BEGIN Information shown

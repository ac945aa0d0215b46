//! Book merge engine
//!
//! Reconciles partial records from multiple book sources into one
//! canonical record. Scalar conflicts are settled by per-field source
//! preference lists (not arrival order), list fields are unioned, and a
//! point-based confidence scorer summarizes how much corroborating data
//! backed the result. The point values are a frozen contract.
//!
//! Screen media has one authoritative source and never passes through
//! here.

use crate::models::{
    dedupe_preserving_order, BookPartial, BookRecord, ConfidenceTier, RecordMeta, SeriesInfo,
    Source, SourceRating,
};
use medley_common::{Error, Result};
use tracing::debug;

/// Static total order over book sources, highest priority first.
///
/// The top-priority contributing record supplies defaults for any field
/// without a dedicated preference list.
pub const SOURCE_PRIORITY: [Source; 3] =
    [Source::Goodreads, Source::GoogleBooks, Source::OpenLibrary];

// Per-field preference lists. Sources not listed fall to end-of-list in
// original contribution order.
const PAGE_COUNT_PREFERENCE: &[Source] = &[Source::GoogleBooks, Source::OpenLibrary];
const PUBLISHER_PREFERENCE: &[Source] = &[Source::GoogleBooks, Source::OpenLibrary];
const PUBLISH_YEAR_PREFERENCE: &[Source] = &[Source::GoogleBooks, Source::OpenLibrary];
const LANGUAGE_PREFERENCE: &[Source] = &[Source::GoogleBooks, Source::OpenLibrary];
const ISBN_PREFERENCE: &[Source] = &[Source::OpenLibrary, Source::GoogleBooks];

/// Description source preferred when its text clears the length floor
const DESCRIPTION_PREFERRED_SOURCE: Source = Source::GoogleBooks;
const DESCRIPTION_MIN_LEN: usize = 100;

/// Fixed cover fallback order (first source with a cover wins)
const COVER_FALLBACK: &[Source] = &[Source::GoogleBooks, Source::OpenLibrary, Source::Goodreads];

/// Series source preferred when its series block carries a name
const SERIES_PREFERRED_SOURCE: Source = Source::Goodreads;

/// Confidence thresholds: >= 70 high, >= 40 medium, else low
const CONFIDENCE_HIGH: i32 = 70;
const CONFIDENCE_MEDIUM: i32 = 40;

fn priority_rank(source: Source) -> usize {
    SOURCE_PRIORITY
        .iter()
        .position(|s| *s == source)
        .unwrap_or(SOURCE_PRIORITY.len())
}

/// Take the first non-null value across `records`, walking `preference`
/// first, then falling back to original contribution order.
fn prefer_field<T>(
    records: &[BookPartial],
    preference: &[Source],
    getter: impl Fn(&BookPartial) -> Option<T>,
) -> Option<T> {
    for source in preference {
        if let Some(record) = records.iter().find(|r| r.source == *source) {
            if let Some(value) = getter(record) {
                return Some(value);
            }
        }
    }
    records
        .iter()
        .filter(|r| !preference.contains(&r.source))
        .find_map(|r| getter(r))
}

/// Evidence fed to the confidence scorer
#[derive(Debug, Clone)]
pub struct ConfidenceEvidence {
    pub sources_contributed: usize,
    pub sources_failed: usize,
    pub has_title: bool,
    pub has_author: bool,
    pub has_isbn: bool,
    pub has_cover: bool,
    pub has_description: bool,
    pub has_page_count: bool,
    pub has_genres: bool,
    pub has_series: bool,
    pub has_rating: bool,
}

/// Point-based confidence score.
///
/// 15 points per contributing source, minus 10 per failed source, plus
/// fixed points per populated field, plus corroboration bonuses at 2 and
/// 3 contributing sources.
pub fn confidence_points(evidence: &ConfidenceEvidence) -> i32 {
    let mut points = evidence.sources_contributed as i32 * 15;
    points -= evidence.sources_failed as i32 * 10;

    if evidence.has_title {
        points += 10;
    }
    if evidence.has_author {
        points += 10;
    }
    if evidence.has_isbn {
        points += 15;
    }
    if evidence.has_cover {
        points += 5;
    }
    if evidence.has_description {
        points += 10;
    }
    if evidence.has_page_count {
        points += 5;
    }
    if evidence.has_genres {
        points += 5;
    }
    if evidence.has_series {
        points += 10;
    }
    if evidence.has_rating {
        points += 10;
    }

    if evidence.sources_contributed >= 2 {
        points += 10;
    }
    if evidence.sources_contributed >= 3 {
        points += 10;
    }

    points
}

/// Map a point total to its coarse tier
pub fn confidence_tier(points: i32) -> ConfidenceTier {
    if points >= CONFIDENCE_HIGH {
        ConfidenceTier::High
    } else if points >= CONFIDENCE_MEDIUM {
        ConfidenceTier::Medium
    } else {
        ConfidenceTier::Low
    }
}

/// Merge partial book records into one canonical record.
///
/// `records` must be non-empty; the resolver only invokes merge when at
/// least one source produced a hit, so an empty list is a bug and fails
/// loudly.
pub fn merge_book_records(
    records: Vec<BookPartial>,
    sources_queried: Vec<Source>,
    sources_failed: Vec<Source>,
    cached: bool,
) -> Result<BookRecord> {
    if records.is_empty() {
        return Err(Error::Internal(
            "merge_book_records called with no contributing records".to_string(),
        ));
    }

    // Contributing sources in static priority order; the top one is the
    // record's primary source and default supplier.
    let mut by_priority: Vec<&BookPartial> = records.iter().collect();
    by_priority.sort_by_key(|r| priority_rank(r.source));
    let primary_source = by_priority[0].source;

    let title = by_priority
        .iter()
        .find_map(|r| r.title.clone())
        .unwrap_or_else(|| "Unknown".to_string());

    // List fields: union across all sources, case-insensitive dedupe,
    // first-seen order. Not subject to the preference mechanism.
    let authors = dedupe_preserving_order(records.iter().flat_map(|r| r.authors.clone()));
    let genres = dedupe_preserving_order(records.iter().flat_map(|r| r.genres.clone()));
    let subjects = dedupe_preserving_order(records.iter().flat_map(|r| r.subjects.clone()));

    let isbn_10 = prefer_field(&records, ISBN_PREFERENCE, |r| r.isbn_10.clone());
    let isbn_13 = prefer_field(&records, ISBN_PREFERENCE, |r| r.isbn_13.clone());
    let page_count = prefer_field(&records, PAGE_COUNT_PREFERENCE, |r| r.page_count);
    let publisher = prefer_field(&records, PUBLISHER_PREFERENCE, |r| r.publisher.clone());
    let publish_year = prefer_field(&records, PUBLISH_YEAR_PREFERENCE, |r| r.publish_year);
    let language = prefer_field(&records, LANGUAGE_PREFERENCE, |r| r.language.clone());

    let description = select_description(&records);
    let cover_url = select_cover(&records);
    let series = select_series(&records);

    // Ratings, identifiers, and source URLs are collected per source,
    // never merged.
    let ratings: Vec<SourceRating> = {
        let mut list: Vec<SourceRating> = records.iter().filter_map(|r| r.rating.clone()).collect();
        list.sort_by_key(|r| priority_rank(r.source));
        list
    };

    let mut identifiers = std::collections::BTreeMap::new();
    let mut source_urls = std::collections::BTreeMap::new();
    for source in Source::BOOK_SOURCES {
        let record = records.iter().find(|r| r.source == source);
        identifiers.insert(
            source.as_str().to_string(),
            record.and_then(|r| r.identifier.clone()),
        );
        source_urls.insert(
            source.as_str().to_string(),
            record.and_then(|r| r.source_url.clone()),
        );
    }

    let evidence = ConfidenceEvidence {
        sources_contributed: records.len(),
        sources_failed: sources_failed.len(),
        has_title: !title.is_empty() && title != "Unknown",
        has_author: !authors.is_empty(),
        has_isbn: isbn_10.is_some() || isbn_13.is_some(),
        has_cover: cover_url.is_some(),
        has_description: description.is_some(),
        has_page_count: page_count.is_some(),
        has_genres: !genres.is_empty(),
        has_series: series.as_ref().map_or(false, |s| !s.name.is_empty()),
        has_rating: !ratings.is_empty(),
    };
    let points = confidence_points(&evidence);
    let confidence = confidence_tier(points);

    debug!(
        primary = %primary_source,
        contributed = records.len(),
        failed = sources_failed.len(),
        points,
        "Merged book records"
    );

    Ok(BookRecord {
        title,
        authors,
        isbn_10,
        isbn_13,
        description,
        publisher,
        publish_year,
        page_count,
        genres,
        subjects,
        language,
        cover_url,
        series,
        ratings,
        identifiers,
        source_urls,
        meta: RecordMeta {
            sources_queried,
            sources_failed,
            primary_source,
            confidence,
            cached,
            resolved_at: chrono::Utc::now().to_rfc3339(),
        },
    })
}

/// Dedicated description rule: the preferred source's description wins
/// when it clears the length floor; otherwise the longest available
/// description from any source.
fn select_description(records: &[BookPartial]) -> Option<String> {
    if let Some(preferred) = records
        .iter()
        .find(|r| r.source == DESCRIPTION_PREFERRED_SOURCE)
        .and_then(|r| r.description.as_ref())
    {
        if preferred.len() >= DESCRIPTION_MIN_LEN {
            return Some(preferred.clone());
        }
    }

    records
        .iter()
        .filter_map(|r| r.description.as_ref())
        .max_by_key(|d| d.len())
        .cloned()
}

/// Dedicated cover rule: fixed fallback order, first non-null wins
fn select_cover(records: &[BookPartial]) -> Option<String> {
    for source in COVER_FALLBACK {
        if let Some(url) = records
            .iter()
            .find(|r| r.source == *source)
            .and_then(|r| r.cover_url.clone())
        {
            return Some(url);
        }
    }
    records.iter().find_map(|r| r.cover_url.clone())
}

/// Series rule: preferred source wins when its block is named, else the
/// first contributing record with any series block
fn select_series(records: &[BookPartial]) -> Option<SeriesInfo> {
    if let Some(series) = records
        .iter()
        .find(|r| r.source == SERIES_PREFERRED_SOURCE)
        .and_then(|r| r.series.as_ref())
    {
        if !series.name.is_empty() {
            return Some(series.clone());
        }
    }
    records.iter().find_map(|r| r.series.clone())
}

END Information shown

### Exercise objective
Retype exactly, and only, the lines from the line holding "if preferred.len() >= DESCRIPTION_MIN_LEN" through the last line of the data; both of those lines count.

### Result below
        if preferred.len() >= DESCRIPTION_MIN_LEN {
            return Some(preferred.clone());
        }
    }

    records
        .iter()
        .filter_map(|r| r.description.as_ref())
        .max_by_key(|d| d.len())
        .cloned()
}

/// Dedicated cover rule: fixed fallback order, first non-null wins
fn select_cover(records: &[BookPartial]) -> Option<String> {
    for source in COVER_FALLBACK {
        if let Some(url) = records
            .iter()
            .find(|r| r.source == *source)
            .and_then(|r| r.cover_url.clone())
        {
            return Some(url);
        }
    }
    records.iter().find_map(|r| r.cover_url.clone())
}

/// Series rule: preferred source wins when its block is named, else the
/// first contributing record with any series block
fn select_series(records: &[BookPartial]) -> Option<SeriesInfo> {
    if let Some(series) = records
        .iter()
        .find(|r| r.source == SERIES_PREFERRED_SOURCE)
        .and_then(|r| r.series.as_ref())
    {
        if !series.name.is_empty() {
            return Some(series.clone());
        }
    }
    records.iter().find_map(|r| r.series.clone())
}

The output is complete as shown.